Dead Sea Scrolls - some interesting parallels

Tiny Frog has this little tidbit up about the Dead Sea Scrolls and the Qumran people that predated the Christians. Of course this is a skeptical, non-believer point of view on the topic so this is what he has to say:

For unbeliever, Christianity borrowed many religious practices from this group, and that fact had almost disappeared from history. I suppose the believer might argue that the Qumran group had some pre-revelation from God. Although, that doesn’t really explain the different uses of Baptism, why the contents of the “Blessed be” text would be different, and why they (as a group) didn’t accept Jesus despite this “pre-Revelation”. A second explanation for the believer might be that the parallels are coincidence, but that doesn’t seem very likely.
Interesting thought.

2 Responses to "Dead Sea Scrolls - some interesting parallels"

kevin schwartz says
November 2, 2007 at 12:31 PM

There are many parallels between the Qumran community and early Christianity. This is mostly due to the fact that they held sacred a common set of Scriptures (what we think of as the Old Testament).

This leads to many commonalities that are due to interpreting and reading the same text.

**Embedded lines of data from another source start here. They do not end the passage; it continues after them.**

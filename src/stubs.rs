//! Per-allocator stub caches. These are opaque to the lifetime protocol;
//! what matters here is their creation discipline (lazy, first CAS wins)
//! and that teardown reclaims them.

use std::ptr::NonNull;
use std::sync::atomic::AtomicUsize;

use parking_lot::Mutex;

use crate::{arena::LoaderArena, error::Result};

/// Stubs backing function-pointer conversions of managed methods.
pub struct FuncPtrStubs {
    stubs: Mutex<Vec<NonNull<u8>>>,
}

impl FuncPtrStubs {
    pub fn new() -> Self {
        Self {
            stubs: Mutex::new(Vec::new()),
        }
    }

    /// Cuts a stub from the allocator's stub arena and records it.
    pub fn create_stub(&self, stub_arena: &LoaderArena, size: usize) -> Result<NonNull<u8>> {
        let stub = stub_arena.allocate(size)?;
        self.stubs.lock().push(stub);
        Ok(stub)
    }

    pub fn count(&self) -> usize {
        self.stubs.lock().len()
    }
}

unsafe impl Send for FuncPtrStubs {}
unsafe impl Sync for FuncPtrStubs {}

/// Cache of unmanaged-to-managed entry thunks not associated with a
/// delegate, keyed by method identity.
pub struct UmThunkCache {
    thunks: Mutex<hashbrown::HashMap<usize, NonNull<u8>, ahash::RandomState>>,
}

impl UmThunkCache {
    pub fn new() -> Self {
        Self {
            thunks: Mutex::new(hashbrown::HashMap::default()),
        }
    }

    pub fn get_or_create(
        &self,
        method: usize,
        stub_arena: &LoaderArena,
        size: usize,
    ) -> Result<NonNull<u8>> {
        let mut thunks = self.thunks.lock();
        if let Some(thunk) = thunks.get(&method) {
            return Ok(*thunk);
        }
        let thunk = stub_arena.allocate(size)?;
        thunks.insert(method, thunk);
        Ok(thunk)
    }

    pub fn len(&self) -> usize {
        self.thunks.lock().len()
    }

    pub fn is_empty(&self) -> bool {
        self.thunks.lock().is_empty()
    }
}

unsafe impl Send for UmThunkCache {}
unsafe impl Sync for UmThunkCache {}

/// The virtual-call dispatch-stub manager. Opaque here: the sweep only
/// needs to create it against a stolen dispatch-heap block and uninit it
/// while the engine is suspended.
pub struct VirtualCallStubManager {
    heap_block: Option<(*mut u8, usize)>,
    dispatch_stubs: AtomicUsize,
}

impl VirtualCallStubManager {
    pub(crate) fn new(heap_block: Option<(*mut u8, usize)>) -> Self {
        Self {
            heap_block,
            dispatch_stubs: AtomicUsize::new(0),
        }
    }

    pub fn record_dispatch_stub(&self) {
        self.dispatch_stubs
            .fetch_add(1, std::sync::atomic::Ordering::Relaxed);
    }

    pub fn dispatch_stub_count(&self) -> usize {
        self.dispatch_stubs.load(std::sync::atomic::Ordering::Relaxed)
    }

    /// Committed bytes attributed to dispatch stubs.
    pub fn size(&self) -> usize {
        self.heap_block.map_or(0, |(_, size)| size)
    }

    pub(crate) fn uninit(&mut self) {
        self.heap_block = None;
    }
}

unsafe impl Send for VirtualCallStubManager {}
unsafe impl Sync for VirtualCallStubManager {}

However, it is often lost that the Qumran community was a small Jewish sect that thought they were the true people of God.

So, of course there are commonalities with Christianity since both sects (since that is how Christianity began) were based on the same Scriptures. The discoveries at Qumran also help to possible develop a greater understanding of Judaic thought at the time. Though, it must be remembered that they were a sect that was a small community and did not have a large following. But, there is no basis for seeing the Qumran community as a pre-revealed or pre-Christian sect that led directly to Christianity.

Jeph Porter says
November 4, 2007 at 1:29 PM

I agree, I don't think they are directly related to Christians. However, I do see it as an interesting model for early Christianity, and how a lot of the pomp and vigor that modern Christians put on the "special" aspect of their religion is rendered mute as the Qumran people show them to be just another sect of dissenting Jews.

And interesting how having grown up Christian, you never hear about that. In fact, the only knowledge of the dead sea scrolls I remember, had nothing to do with the Qumran, but how the scrolls somehow proved the validity of Christianity.